(Work required) Line count for "tracing": tally the lines of the records below that contain it, and give only that number.

(Information supplied)
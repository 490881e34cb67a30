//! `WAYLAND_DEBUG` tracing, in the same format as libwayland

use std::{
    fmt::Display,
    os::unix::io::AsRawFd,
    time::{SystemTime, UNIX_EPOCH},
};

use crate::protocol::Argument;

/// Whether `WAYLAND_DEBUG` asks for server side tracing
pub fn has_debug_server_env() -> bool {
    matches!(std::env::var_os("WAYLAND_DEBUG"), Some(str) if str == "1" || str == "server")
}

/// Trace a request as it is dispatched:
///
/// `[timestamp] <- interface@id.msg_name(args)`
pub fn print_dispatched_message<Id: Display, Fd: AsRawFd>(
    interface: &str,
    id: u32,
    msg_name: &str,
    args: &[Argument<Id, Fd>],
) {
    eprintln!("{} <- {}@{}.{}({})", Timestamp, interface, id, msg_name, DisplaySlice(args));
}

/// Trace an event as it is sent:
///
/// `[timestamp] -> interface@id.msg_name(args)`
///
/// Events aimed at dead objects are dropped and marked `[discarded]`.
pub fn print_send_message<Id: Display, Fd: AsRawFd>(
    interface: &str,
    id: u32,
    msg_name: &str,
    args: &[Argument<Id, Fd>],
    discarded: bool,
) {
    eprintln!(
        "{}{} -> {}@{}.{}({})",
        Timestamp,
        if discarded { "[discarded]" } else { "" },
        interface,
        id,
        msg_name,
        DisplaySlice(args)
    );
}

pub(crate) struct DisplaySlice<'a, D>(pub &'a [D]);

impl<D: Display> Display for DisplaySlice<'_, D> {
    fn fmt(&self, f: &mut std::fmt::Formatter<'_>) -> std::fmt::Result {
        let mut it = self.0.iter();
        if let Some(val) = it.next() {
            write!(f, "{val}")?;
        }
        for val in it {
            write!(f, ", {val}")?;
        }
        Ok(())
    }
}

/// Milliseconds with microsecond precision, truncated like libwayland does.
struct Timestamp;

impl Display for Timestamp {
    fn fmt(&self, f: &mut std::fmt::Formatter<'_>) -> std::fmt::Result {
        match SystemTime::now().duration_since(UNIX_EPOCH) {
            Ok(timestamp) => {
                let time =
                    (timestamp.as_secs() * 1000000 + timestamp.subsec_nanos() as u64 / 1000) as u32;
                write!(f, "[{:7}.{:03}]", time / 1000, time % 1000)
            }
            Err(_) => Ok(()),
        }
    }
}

(Exercise output) 2